WHAT YOU NEED TO DO: Retype every entry exactly, character for character.

STORED DATA:
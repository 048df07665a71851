//! FNV-1a feature hashing embedder.
//!
//! Always-available, deterministic fallback used when no ML model is
//! installed (and throughout the test suite). Each lowercase word is
//! hashed into one of `dimension` buckets with a hash-derived sign, and
//! the resulting vector is L2-normalized. Texts that share words end up
//! with a positive dot product, which is enough for lexical-style
//! retrieval but carries no semantic meaning.

use super::embedder::{Embedder, EmbedderError, EmbedderResult, l2_normalize};

/// Default output dimension.
pub const DEFAULT_HASH_DIMENSION: usize = 384;

const FNV_OFFSET: u64 = 0xcbf2_9ce4_8422_2325;
const FNV_PRIME: u64 = 0x0000_0100_0000_01b3;

#[derive(Debug, Clone)]
pub struct HashEmbedder {
    dimension: usize,
    id: String,
}

impl HashEmbedder {
    pub fn new(dimension: usize) -> Self {
        let dimension = dimension.max(1);
        Self {
            dimension,
            id: format!("fnv1a-{dimension}"),
        }
    }
}

impl Default for HashEmbedder {
    fn default() -> Self {
        Self::new(DEFAULT_HASH_DIMENSION)
    }
}

fn fnv1a(bytes: &[u8]) -> u64 {
    let mut hash = FNV_OFFSET;
    for b in bytes {
        hash ^= u64::from(*b);
        hash = hash.wrapping_mul(FNV_PRIME);
    }
    hash
}

impl Embedder for HashEmbedder {
    fn embed(&self, text: &str) -> EmbedderResult<Vec<f32>> {
        if text.trim().is_empty() {
            return Err(EmbedderError::InvalidInput("empty text".to_string()));
        }

        let mut vector = vec![0.0f32; self.dimension];
        for word in text
            .split(|c: char| !c.is_alphanumeric())
            .filter(|w| !w.is_empty())
        {
            let hash = fnv1a(word.to_lowercase().as_bytes());
            let bucket = (hash % self.dimension as u64) as usize;
            let sign = if hash >> 63 == 0 { 1.0 } else { -1.0 };
            vector[bucket] += sign;
        }
        l2_normalize(&mut vector);
        Ok(vector)
    }

    fn dimension(&self) -> usize {
        self.dimension
    }

    fn id(&self) -> &str {
        &self.id
    }

    fn is_semantic(&self) -> bool {
        false
    }
}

ANSWER SPACE:
repository 048df07665a71851
//! FNV-1a feature hashing embedder.
//!
//! Always-available, deterministic fallback used when no ML model is
//! installed (and throughout the test suite). Each lowercase word is
//! hashed into one of `dimension` buckets with a hash-derived sign, and
//! the resulting vector is L2-normalized. Texts that share words end up
//! with a positive dot product, which is enough for lexical-style
//! retrieval but carries no semantic meaning.

use super::embedder::{Embedder, EmbedderError, EmbedderResult, l2_normalize};

/// Default output dimension.
pub const DEFAULT_HASH_DIMENSION: usize = 384;

const FNV_OFFSET: u64 = 0xcbf2_9ce4_8422_2325;
const FNV_PRIME: u64 = 0x0000_0100_0000_01b3;

#[derive(Debug, Clone)]
pub struct HashEmbedder {
    dimension: usize,
    id: String,
}

impl HashEmbedder {
    pub fn new(dimension: usize) -> Self {
        let dimension = dimension.max(1);
        Self {
            dimension,
            id: format!("fnv1a-{dimension}"),
        }
    }
}

impl Default for HashEmbedder {
    fn default() -> Self {
        Self::new(DEFAULT_HASH_DIMENSION)
    }
}

fn fnv1a(bytes: &[u8]) -> u64 {
    let mut hash = FNV_OFFSET;
    for b in bytes {
        hash ^= u64::from(*b);
        hash = hash.wrapping_mul(FNV_PRIME);
    }
    hash
}

impl Embedder for HashEmbedder {
    fn embed(&self, text: &str) -> EmbedderResult<Vec<f32>> {
        if text.trim().is_empty() {
            return Err(EmbedderError::InvalidInput("empty text".to_string()));
        }

        let mut vector = vec![0.0f32; self.dimension];
        for word in text
            .split(|c: char| !c.is_alphanumeric())
            .filter(|w| !w.is_empty())
        {
            let hash = fnv1a(word.to_lowercase().as_bytes());
            let bucket = (hash % self.dimension as u64) as usize;
            let sign = if hash >> 63 == 0 { 1.0 } else { -1.0 };
            vector[bucket] += sign;
        }
        l2_normalize(&mut vector);
        Ok(vector)
    }

    fn dimension(&self) -> usize {
        self.dimension
    }

    fn id(&self) -> &str {
        &self.id
    }

    fn is_semantic(&self) -> bool {
        false
    }
}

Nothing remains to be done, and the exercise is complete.